When stacking multiple color corrections or color-based plugins creates playback or rendering issues, bake the chain into a 3D LUT. The visual result is identical (within LUT resolution), but GPU load drops significantly because a single LUT lookup replaces multiple processing passes.

{% hint style="warning" %}
Only color-to-color transforms can be represented in a 3D LUT. Spatial effects (blur, sharpening, keyers), temporal effects (denoise, motion blur), and texture effects (grain, lens flares) cannot be captured in a LUT — disable them or place them on nodes outside the LutBake capture range before capturing. The app will warn you if it detects suspicious tools in the capture range or spatial corruption in the extracted LUT.
{% endhint %}

**When to use this:**

* Timeline playback drops below real-time due to plugin load
* Multiple instances of the same plugin chain across clips
* Final delivery where the creative look is locked and render speed matters
* Archiving a grade as a self-contained LUT instead of relying on plugin availability

***

## Look Sharing & Archival

Capture any grade as a **portable `.cube` file** for use anywhere a 3D LUT is accepted.

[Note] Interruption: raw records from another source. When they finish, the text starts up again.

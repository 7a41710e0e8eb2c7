//! Gateway-owned payment resources as seen by this service

use chrono::{DateTime, Utc};
use rust_decimal::Decimal;
use serde::{Deserialize, Serialize};

/// Payment lifecycle status
#[derive(Debug, Clone, Copy, Serialize, Deserialize, PartialEq, Eq, Hash)]
#[serde(rename_all = "SCREAMING_SNAKE_CASE")]
pub enum PaymentStatus {
    Created,
    Authorized,
    Captured,
    Failed,
}

impl PaymentStatus {
    /// Position in the merge order.
    ///
    /// CREATED < AUTHORIZED < CAPTURED along the main lane. FAILED sits above
    /// every non-captured status and below CAPTURED, so it absorbs late
    /// authorizations but never undoes a capture.
    pub fn precedence(self) -> u8 {
        match self {
            PaymentStatus::Created => 0,
            PaymentStatus::Authorized => 1,
            PaymentStatus::Failed => 2,
            PaymentStatus::Captured => 3,
        }
    }

    pub fn as_str(&self) -> &'static str {
        match self {
            PaymentStatus::Created => "created",
            PaymentStatus::Authorized => "authorized",
            PaymentStatus::Captured => "captured",
            PaymentStatus::Failed => "failed",
        }
    }
}

impl std::str::FromStr for PaymentStatus {
    type Err = String;

    fn from_str(s: &str) -> Result<Self, Self::Err> {
        match s.to_ascii_lowercase().as_str() {
            "created" => Ok(PaymentStatus::Created),
            "authorized" => Ok(PaymentStatus::Authorized),
            "captured" => Ok(PaymentStatus::Captured),
            "failed" => Ok(PaymentStatus::Failed),
            _ => Err(format!("unsupported payment status: {}", s)),
        }
    }
}

/// Status of the transfer that moves captured funds to the merchant
#[derive(Debug, Clone, Copy, Serialize, Deserialize, PartialEq, Eq, Hash, Default)]
#[serde(rename_all = "SCREAMING_SNAKE_CASE")]
pub enum SettlementStatus {
    #[default]
    None,
    Pending,
    Transferred,
    Failed,
}

impl SettlementStatus {
    /// Position in the merge order; TRANSFERRED is final
    pub fn precedence(self) -> u8 {
        match self {
            SettlementStatus::None => 0,
            SettlementStatus::Pending => 1,
            SettlementStatus::Failed => 2,
            SettlementStatus::Transferred => 3,
        }
    }

    pub fn as_str(&self) -> &'static str {
        match self {
            SettlementStatus::None => "none",
            SettlementStatus::Pending => "pending",
            SettlementStatus::Transferred => "transferred",
            SettlementStatus::Failed => "failed",
        }
    }
}

impl std::str::FromStr for SettlementStatus {
    type Err = String;

    fn from_str(s: &str) -> Result<Self, Self::Err> {
        match s.to_ascii_lowercase().as_str() {
            "none" => Ok(SettlementStatus::None),
            "created" | "pending" | "processing" => Ok(SettlementStatus::Pending),
            "processed" | "settled" | "transferred" => Ok(SettlementStatus::Transferred),
            "failed" | "reversed" => Ok(SettlementStatus::Failed),
            _ => Err(format!("unsupported transfer status: {}", s)),
        }
    }
}

/// Refund status
#[derive(Debug, Clone, Copy, Serialize, Deserialize, PartialEq, Eq, Hash)]
#[serde(rename_all = "SCREAMING_SNAKE_CASE")]
pub enum RefundStatus {
    Pending,
    Failed,
    Processed,
}

impl RefundStatus {
    pub fn precedence(self) -> u8 {
        match self {
            RefundStatus::Pending => 0,
            RefundStatus::Failed => 1,
            RefundStatus::Processed => 2,
        }
    }
}

impl std::str::FromStr for RefundStatus {
    type Err = String;

    fn from_str(s: &str) -> Result<Self, Self::Err> {
        match s.to_ascii_lowercase().as_str() {
            "created" | "pending" => Ok(RefundStatus::Pending),
            "processed" => Ok(RefundStatus::Processed),
            "failed" => Ok(RefundStatus::Failed),
            _ => Err(format!("unsupported refund status: {}", s)),
        }
    }
}

/// A gateway payment transaction
#[derive(Debug, Clone, Serialize, Deserialize, PartialEq)]
pub struct Payment {
    pub id: String,
    pub amount: Decimal,
    pub currency: String,
    pub status: PaymentStatus,
    pub captured: bool,
    pub fee: Option<Decimal>,
    pub created_at: DateTime<Utc>,
    pub failure_reason: Option<String>,
}

/// A gateway transfer of captured funds
#[derive(Debug, Clone, Serialize, Deserialize, PartialEq)]
pub struct Settlement {
    pub transfer_id: String,
    pub source_payment_id: String,
    pub status: SettlementStatus,
    pub transferred_at: Option<DateTime<Utc>>,
    pub amount_transferred: Decimal,
    pub recipient: Option<String>,
    pub settlement_id: Option<String>,
}

/// A refund issued against a payment
#[derive(Debug, Clone, Serialize, Deserialize, PartialEq)]
pub struct Refund {
    pub id: String,
    pub payment_id: String,
    pub amount: Decimal,
    pub status: RefundStatus,
    pub created_at: DateTime<Utc>,
}

/// A processed settlement whose originating payment is not known yet
#[derive(Debug, Clone, Serialize, Deserialize, PartialEq)]
pub struct UnattachedSettlement {
    pub settlement_id: String,
    pub amount: Decimal,
    pub received_at: DateTime<Utc>,
}
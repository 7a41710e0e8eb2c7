//! Wire bodies and gateway entities shared by the tests
//!
//! Amounts on the wire are minor units; the domain values are what the
//! client adapter would produce from them.

use crate::domain::payments::{Payment, PaymentStatus, Refund, RefundStatus, Settlement, SettlementStatus};
use chrono::{DateTime, TimeZone, Utc};
use rust_decimal::Decimal;
use serde_json::{json, Value};

pub const CAPTURED_AT: i64 = 1_700_000_000;
pub const TRANSFERRED_AT: i64 = 1_700_003_600;

pub fn at(secs: i64) -> DateTime<Utc> {
    Utc.timestamp_opt(secs, 0).unwrap()
}

pub fn payment_authorized(payment_id: &str) -> Value {
    json!({
        "event": "payment.authorized",
        "payload": { "payment": { "entity": {
            "id": payment_id, "amount": 50000, "currency": "INR", "status": "authorized"
        }}}
    })
}

pub fn payment_captured(payment_id: &str, amount: i64, fee: i64) -> Value {
    json!({
        "event": "payment.captured",
        "payload": { "payment": { "entity": {
            "id": payment_id, "amount": amount, "currency": "INR", "status": "captured",
            "captured": true, "fee": fee, "created_at": CAPTURED_AT
        }}}
    })
}

pub fn payment_failed(payment_id: &str, reason: &str) -> Value {
    json!({
        "event": "payment.failed",
        "payload": { "payment": { "entity": {
            "id": payment_id, "status": "failed", "error_reason": reason
        }}}
    })
}

pub fn transfer_processed(transfer_id: &str, payment_id: &str, amount: i64, settlement_id: Option<&str>) -> Value {
    json!({
        "event": "transfer.processed",
        "payload": { "transfer": { "entity": {
            "id": transfer_id, "source": payment_id, "amount": amount, "currency": "INR",
            "recipient": "acc_vendor_1", "recipient_settlement_id": settlement_id,
            "processed_at": TRANSFERRED_AT
        }}}
    })
}

pub fn settlement_processed(settlement_id: &str, amount: i64) -> Value {
    json!({
        "event": "settlement.processed",
        "payload": { "settlement": { "entity": { "id": settlement_id, "amount": amount } } }
    })
}

/// Captured payment of 500.00 with a 10.00 fee
pub fn captured_payment(payment_id: &str) -> Payment {
    Payment {
        id: payment_id.to_string(),
        amount: Decimal::new(50000, 2),
        currency: "INR".to_string(),
        status: PaymentStatus::Captured,
        captured: true,
        fee: Some(Decimal::new(1000, 2)),
        created_at: at(CAPTURED_AT),
        failure_reason: None,
    }
}

/// Transfer of 490.00 out of the payment
pub fn transferred(transfer_id: &str, payment_id: &str) -> Settlement {
    Settlement {
        transfer_id: transfer_id.to_string(),
        source_payment_id: payment_id.to_string(),
        status: SettlementStatus::Transferred,
        transferred_at: Some(at(TRANSFERRED_AT)),
        amount_transferred: Decimal::new(49000, 2),
        recipient: Some("acc_vendor_1".to_string()),
        settlement_id: None,
    }
}

pub fn processed_refund(refund_id: &str, payment_id: &str, minor: i64) -> Refund {
    Refund {
        id: refund_id.to_string(),
        payment_id: payment_id.to_string(),
        amount: Decimal::new(minor, 2),
        status: RefundStatus::Processed,
        created_at: at(TRANSFERRED_AT + 60),
    }
}
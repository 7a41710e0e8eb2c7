//! Reconciliation query handler

use std::sync::Arc;

use warp::http::StatusCode;

use crate::application::services::ReconciliationService;
use crate::infrastructure::adapters::AuthenticationAdapter;
use crate::infrastructure::http::responses::ResponseFormatter;
use crate::shared::logging::LoggingUtils;

/// Reconcile one order against the gateway on behalf of an internal caller
pub async fn handle_reconciliation_request(
    order_id: String,
    authorization: Option<String>,
    auth: Arc<AuthenticationAdapter>,
    service: Arc<ReconciliationService>,
) -> Result<warp::reply::Response, warp::Rejection> {
    let request_id = LoggingUtils::generate_request_id();

    if let Err(e) = auth.validate_bearer(authorization.as_deref()) {
        LoggingUtils::log_security_event("reconciliation_auth_failed", &format!("request_id={}", request_id));
        return Ok(ResponseFormatter::from_app_error(&e));
    }

    match service.reconcile(&order_id).await {
        Ok(result) => Ok(ResponseFormatter::json(&result, StatusCode::OK)),
        Err(e) => {
            LoggingUtils::log_error(&request_id, "reconcile", &e);
            Ok(ResponseFormatter::from_app_error(&e))
        }
    }
}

The `.cube` format is an industry standard supported by virtually every color-aware application — other NLEs, compositing software, LUT boxes, camera firmware, and monitoring tools.

**Use this for:**

* Sharing looks across editing systems (Premiere, Final Cut, Baselight, etc.)
* Delivering LUTs to clients alongside final deliverables
* Building a personal LUT library from your Resolve grades
* Creating LUT packs for distribution or sale
* Archiving creative looks independent of project files or plugin versions

***

## Cross-NLE Workflows

If your post-production pipeline spans multiple applications, Nobe LutBake bridges the gap.

Grade in Resolve where you have the most powerful tools, then export the result as a LUT for the conform or online editor working in a different NLE. This avoids round-tripping entire projects and ensures the colorist's intent translates accurately.